Exercise: Only a number is expected: how many lines in the data below contain the word "Dimension".
[[ Records to process open ]]
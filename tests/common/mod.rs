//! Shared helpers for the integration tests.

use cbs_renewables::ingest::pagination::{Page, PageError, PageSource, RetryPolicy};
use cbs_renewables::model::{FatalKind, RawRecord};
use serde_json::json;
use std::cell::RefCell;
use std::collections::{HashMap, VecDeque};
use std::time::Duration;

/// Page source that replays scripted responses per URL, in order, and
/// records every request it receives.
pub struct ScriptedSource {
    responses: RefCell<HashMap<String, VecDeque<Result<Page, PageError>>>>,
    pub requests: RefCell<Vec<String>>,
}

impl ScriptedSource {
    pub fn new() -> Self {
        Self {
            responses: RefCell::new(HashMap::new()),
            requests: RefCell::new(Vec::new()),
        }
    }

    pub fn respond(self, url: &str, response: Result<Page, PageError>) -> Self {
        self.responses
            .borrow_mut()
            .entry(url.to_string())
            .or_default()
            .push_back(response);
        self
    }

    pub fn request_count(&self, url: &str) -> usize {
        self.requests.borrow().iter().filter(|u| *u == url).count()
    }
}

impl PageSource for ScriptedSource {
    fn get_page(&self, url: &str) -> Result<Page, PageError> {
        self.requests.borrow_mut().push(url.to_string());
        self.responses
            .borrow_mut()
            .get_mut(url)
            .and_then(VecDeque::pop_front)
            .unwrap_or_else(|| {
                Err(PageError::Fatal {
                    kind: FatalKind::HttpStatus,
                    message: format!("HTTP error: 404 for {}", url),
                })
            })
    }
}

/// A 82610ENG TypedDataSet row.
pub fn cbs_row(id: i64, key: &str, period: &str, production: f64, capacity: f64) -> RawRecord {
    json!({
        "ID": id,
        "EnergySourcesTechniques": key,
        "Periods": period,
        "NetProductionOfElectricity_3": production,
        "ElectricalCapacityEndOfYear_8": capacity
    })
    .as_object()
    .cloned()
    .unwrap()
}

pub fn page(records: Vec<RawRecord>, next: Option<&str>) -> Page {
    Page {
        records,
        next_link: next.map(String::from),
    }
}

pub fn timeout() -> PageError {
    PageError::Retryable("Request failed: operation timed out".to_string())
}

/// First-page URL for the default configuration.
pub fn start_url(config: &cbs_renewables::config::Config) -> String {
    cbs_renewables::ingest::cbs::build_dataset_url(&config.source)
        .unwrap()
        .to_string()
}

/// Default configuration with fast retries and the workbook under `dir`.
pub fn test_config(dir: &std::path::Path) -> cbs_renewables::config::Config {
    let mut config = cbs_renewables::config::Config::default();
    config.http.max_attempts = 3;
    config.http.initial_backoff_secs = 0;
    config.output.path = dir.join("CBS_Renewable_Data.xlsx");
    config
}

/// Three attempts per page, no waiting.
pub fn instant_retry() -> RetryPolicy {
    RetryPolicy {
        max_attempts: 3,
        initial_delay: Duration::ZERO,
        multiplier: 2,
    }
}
[[ Records to process closed ]]
[[ Records to process open ]]
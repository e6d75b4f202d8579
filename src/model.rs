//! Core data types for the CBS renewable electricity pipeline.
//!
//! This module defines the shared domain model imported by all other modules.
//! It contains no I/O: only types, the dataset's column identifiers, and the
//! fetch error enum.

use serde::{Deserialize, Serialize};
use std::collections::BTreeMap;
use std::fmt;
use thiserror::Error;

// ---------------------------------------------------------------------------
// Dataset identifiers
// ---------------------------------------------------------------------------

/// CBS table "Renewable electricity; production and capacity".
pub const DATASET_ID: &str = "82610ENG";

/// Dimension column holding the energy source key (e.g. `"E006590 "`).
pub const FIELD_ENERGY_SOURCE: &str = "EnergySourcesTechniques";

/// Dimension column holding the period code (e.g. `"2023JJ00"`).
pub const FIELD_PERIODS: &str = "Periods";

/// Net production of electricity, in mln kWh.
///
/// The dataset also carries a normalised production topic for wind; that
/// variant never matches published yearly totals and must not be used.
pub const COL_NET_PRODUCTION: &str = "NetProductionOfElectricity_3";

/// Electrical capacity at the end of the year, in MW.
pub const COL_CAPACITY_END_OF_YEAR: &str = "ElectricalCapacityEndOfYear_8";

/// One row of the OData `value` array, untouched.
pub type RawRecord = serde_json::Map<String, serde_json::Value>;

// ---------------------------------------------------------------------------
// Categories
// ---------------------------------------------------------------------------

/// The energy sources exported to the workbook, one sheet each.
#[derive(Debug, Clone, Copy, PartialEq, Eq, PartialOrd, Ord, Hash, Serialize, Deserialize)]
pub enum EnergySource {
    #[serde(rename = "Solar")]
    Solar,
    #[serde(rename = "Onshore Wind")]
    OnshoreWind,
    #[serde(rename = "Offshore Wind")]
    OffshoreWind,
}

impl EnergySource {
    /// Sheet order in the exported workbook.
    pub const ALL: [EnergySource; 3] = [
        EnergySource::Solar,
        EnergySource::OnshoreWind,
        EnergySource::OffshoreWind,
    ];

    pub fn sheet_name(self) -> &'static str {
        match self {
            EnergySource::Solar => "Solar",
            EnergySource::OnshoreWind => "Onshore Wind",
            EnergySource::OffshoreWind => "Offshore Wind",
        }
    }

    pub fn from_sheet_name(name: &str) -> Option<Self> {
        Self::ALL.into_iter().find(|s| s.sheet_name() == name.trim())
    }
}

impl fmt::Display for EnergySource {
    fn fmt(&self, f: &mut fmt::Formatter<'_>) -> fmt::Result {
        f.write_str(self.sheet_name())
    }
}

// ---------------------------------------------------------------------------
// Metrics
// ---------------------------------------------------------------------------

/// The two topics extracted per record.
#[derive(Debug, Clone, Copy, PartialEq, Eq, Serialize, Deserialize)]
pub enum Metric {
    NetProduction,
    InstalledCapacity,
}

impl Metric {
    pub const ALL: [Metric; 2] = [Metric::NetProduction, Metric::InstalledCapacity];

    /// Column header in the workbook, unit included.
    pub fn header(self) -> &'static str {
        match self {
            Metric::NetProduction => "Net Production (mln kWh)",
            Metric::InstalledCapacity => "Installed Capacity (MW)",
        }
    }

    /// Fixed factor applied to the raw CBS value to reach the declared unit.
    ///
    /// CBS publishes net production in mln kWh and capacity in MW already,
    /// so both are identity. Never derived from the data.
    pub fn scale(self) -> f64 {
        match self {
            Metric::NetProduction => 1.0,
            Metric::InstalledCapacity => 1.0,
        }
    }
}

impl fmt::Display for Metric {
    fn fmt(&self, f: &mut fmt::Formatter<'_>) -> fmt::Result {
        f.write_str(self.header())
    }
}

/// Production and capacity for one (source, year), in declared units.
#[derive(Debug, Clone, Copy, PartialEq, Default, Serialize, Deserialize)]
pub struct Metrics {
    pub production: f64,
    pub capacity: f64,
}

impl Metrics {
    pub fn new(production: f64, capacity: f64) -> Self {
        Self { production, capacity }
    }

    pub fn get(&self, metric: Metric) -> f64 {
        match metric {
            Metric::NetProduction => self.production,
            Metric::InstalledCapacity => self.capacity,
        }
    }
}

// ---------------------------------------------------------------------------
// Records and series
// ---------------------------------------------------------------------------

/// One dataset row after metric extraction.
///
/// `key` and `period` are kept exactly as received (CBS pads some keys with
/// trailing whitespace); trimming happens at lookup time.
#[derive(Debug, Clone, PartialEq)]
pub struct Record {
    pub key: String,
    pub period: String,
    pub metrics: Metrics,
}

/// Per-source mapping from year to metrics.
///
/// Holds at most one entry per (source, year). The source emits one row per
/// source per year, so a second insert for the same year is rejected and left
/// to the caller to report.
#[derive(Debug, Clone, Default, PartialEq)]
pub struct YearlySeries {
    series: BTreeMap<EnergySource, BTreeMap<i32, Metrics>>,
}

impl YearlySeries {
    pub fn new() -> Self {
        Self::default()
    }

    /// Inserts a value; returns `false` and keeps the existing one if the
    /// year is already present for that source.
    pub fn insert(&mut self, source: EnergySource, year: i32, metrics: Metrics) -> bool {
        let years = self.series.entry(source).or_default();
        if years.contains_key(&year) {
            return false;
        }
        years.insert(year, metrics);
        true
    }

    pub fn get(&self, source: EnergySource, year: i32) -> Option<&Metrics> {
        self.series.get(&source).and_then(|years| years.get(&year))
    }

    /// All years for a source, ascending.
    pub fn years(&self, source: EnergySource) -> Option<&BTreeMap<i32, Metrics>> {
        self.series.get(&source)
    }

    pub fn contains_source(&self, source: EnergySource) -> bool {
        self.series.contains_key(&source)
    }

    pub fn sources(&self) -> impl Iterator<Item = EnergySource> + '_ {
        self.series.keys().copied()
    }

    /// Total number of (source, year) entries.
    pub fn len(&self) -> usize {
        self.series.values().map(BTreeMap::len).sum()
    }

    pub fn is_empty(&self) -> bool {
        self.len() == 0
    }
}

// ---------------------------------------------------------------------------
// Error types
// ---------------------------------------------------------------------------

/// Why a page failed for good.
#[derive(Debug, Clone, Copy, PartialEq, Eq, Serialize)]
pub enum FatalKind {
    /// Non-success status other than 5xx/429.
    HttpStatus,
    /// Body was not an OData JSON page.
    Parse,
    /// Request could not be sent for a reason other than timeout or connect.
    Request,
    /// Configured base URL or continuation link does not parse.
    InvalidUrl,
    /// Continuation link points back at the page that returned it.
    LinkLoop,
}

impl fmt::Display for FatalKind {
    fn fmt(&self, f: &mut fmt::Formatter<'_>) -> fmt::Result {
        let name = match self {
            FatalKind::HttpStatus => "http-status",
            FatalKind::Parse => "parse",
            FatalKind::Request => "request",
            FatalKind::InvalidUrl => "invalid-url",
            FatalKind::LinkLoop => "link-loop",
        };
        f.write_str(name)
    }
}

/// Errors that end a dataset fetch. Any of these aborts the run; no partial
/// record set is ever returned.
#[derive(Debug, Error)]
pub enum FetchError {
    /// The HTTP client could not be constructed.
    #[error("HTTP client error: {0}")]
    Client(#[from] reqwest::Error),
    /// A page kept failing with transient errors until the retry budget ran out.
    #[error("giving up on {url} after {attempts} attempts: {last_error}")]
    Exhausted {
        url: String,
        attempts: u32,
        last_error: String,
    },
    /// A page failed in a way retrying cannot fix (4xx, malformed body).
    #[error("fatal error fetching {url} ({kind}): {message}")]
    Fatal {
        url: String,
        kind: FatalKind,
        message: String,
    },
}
[[ Records to process closed ]]
Solution for this task: 2